KvikIO 支持 zarr-python 2.x 或 zarr-python 3.x。然而,根据您使用的 zarr 版本不同,kvikio.zarr
中提供的 API 也会有所不同,这与 zarr-python 2.x 和 zarr-python 3.x 之间的差异一致。
Zarr Python 3.x
如果您配置 Zarr 使用 GPU,Zarr-python 会包含将 Zarr 分块读取到设备内存的本地支持。您可以使用任何存储,但 KvikIO 提供了 kvikio.zarr.GDSStore
,可以高效地将数据直接加载到 GPU 内存中。
>>> import zarr
>>> from kvikio.zarr import GDSStore
>>> zarr.config.enable_gpu()
>>> store = GDSStore(root="data.zarr")
>>> z = zarr.create_array(
... store=store, shape=(100, 100), chunks=(10, 10), dtype="float32", overwrite=True
... )
>>> type(z[:10, :10])
cupy.ndarray
Zarr Python 2.x
以下使用了 zarr-python 2.x,并举例说明了如何使用便捷函数 kvikio.zarr.open_cupy_array()
来创建新的 Zarr 数组以及如何打开现有的 Zarr 数组。
# Copyright (c) 2023, NVIDIA CORPORATION. All rights reserved.
# See file LICENSE for terms.
import cupy
import numpy
import zarr
import kvikio
import kvikio.zarr
def main(path):
a = cupy.arange(20)
# Let's use KvikIO's convenience function `open_cupy_array()` to create
# a new Zarr file on disk. Its semantic is the same as `zarr.open_array()`
# but uses a GDS file store, nvCOMP compression, and CuPy arrays.
z = kvikio.zarr.open_cupy_array(store=path, mode="w", shape=(20,), chunks=(5,))
# `z` is a regular Zarr Array that we can write to as usual
z[0:10] = numpy.arange(0, 10)
# but it also support direct reads and writes of CuPy arrays
z[10:20] = cupy.arange(10, 20)
# Reading `z` returns a CuPy array
assert isinstance(z[:], cupy.ndarray)
assert (a == z[:]).all()
# Normally, we cannot assume that GPU and CPU compressors are compatible.

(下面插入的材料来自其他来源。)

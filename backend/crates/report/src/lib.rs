//! Report Backend Module
//!
//! Clean Architecture structure:
//! - `domain/` - Report entity, status lifecycle, repository and capability traits
//! - `application/` - Use cases and notification content
//! - `infra/` - PostgreSQL, disk storage, geocoding and mail adapters
//! - `presentation/` - HTTP handlers, DTOs, routers
//!
//! ## Lifecycle
//! Reports start PENDING. A moderator approves or rejects them; approved
//! reports can later be resolved. APPROVED and RESOLVED reports make up the
//! public feed. Each moderation step mails the submitter without holding up
//! the request.
//!
//! ## Visibility
//! - Feed: public statuses only, for every signed-in user
//! - Details: the owner, or any admin
//! - Cancel: the owner only, in any status

pub mod application;
pub mod domain;
pub mod error;
pub mod infra;
pub mod presentation;


// Re-exports for convenience
pub use application::config::ReportConfig;
pub use error::{ReportError, ReportResult};
pub use infra::{
    DiskStorage, MailNotifier, NominatimGeocoder, PassThroughGeocoder, PgReportRepository,
    SelectedGeocoder,
};
pub use presentation::handlers::ReportAppState;
pub use presentation::router::{admin_router, report_router};
//! Application Layer
//!
//! Use cases and application services.

pub mod accept_terms;
pub mod access_guard;
pub mod change_password;
pub mod check_reset_token;
pub mod check_session;
pub mod config;
pub mod get_profile;
pub mod issue_reset_token;
pub mod login;
pub mod logout;
pub mod redeem_reset_token;
pub mod register;
pub mod session_token;
pub mod update_profile;

// Re-exports
pub use accept_terms::AcceptTermsUseCase;
pub use access_guard::{TermsDecision, TermsGate, require_admin};
pub use change_password::{ChangePasswordInput, ChangePasswordUseCase};
pub use check_reset_token::CheckResetTokenUseCase;
pub use check_session::CheckSessionUseCase;
pub use config::AuthConfig;
pub use get_profile::GetProfileUseCase;
pub use issue_reset_token::IssueResetTokenUseCase;
pub use login::{LoginInput, LoginOutput, LoginUseCase};
pub use logout::LogoutUseCase;
pub use redeem_reset_token::RedeemResetTokenUseCase;
pub use register::{RegisterInput, RegisterOutput, RegisterUseCase};
pub use update_profile::{UpdateProfileInput, UpdateProfileOutput, UpdateProfileUseCase};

# E.g., `open_cupy_array()` uses nvCOMP's Snappy GPU compression by default,
# which, as far as we know, isn’t compatible with any CPU compressor. Thus,
# let's re-write our Zarr array using a CPU and GPU compatible compressor.
#
# Warning: it isn't possible to use `CompatCompressor` as a compressor argument
# in Zarr directly. It is only meant for `open_cupy_array()`. However,
# in an example further down, we show how to write using regular Zarr.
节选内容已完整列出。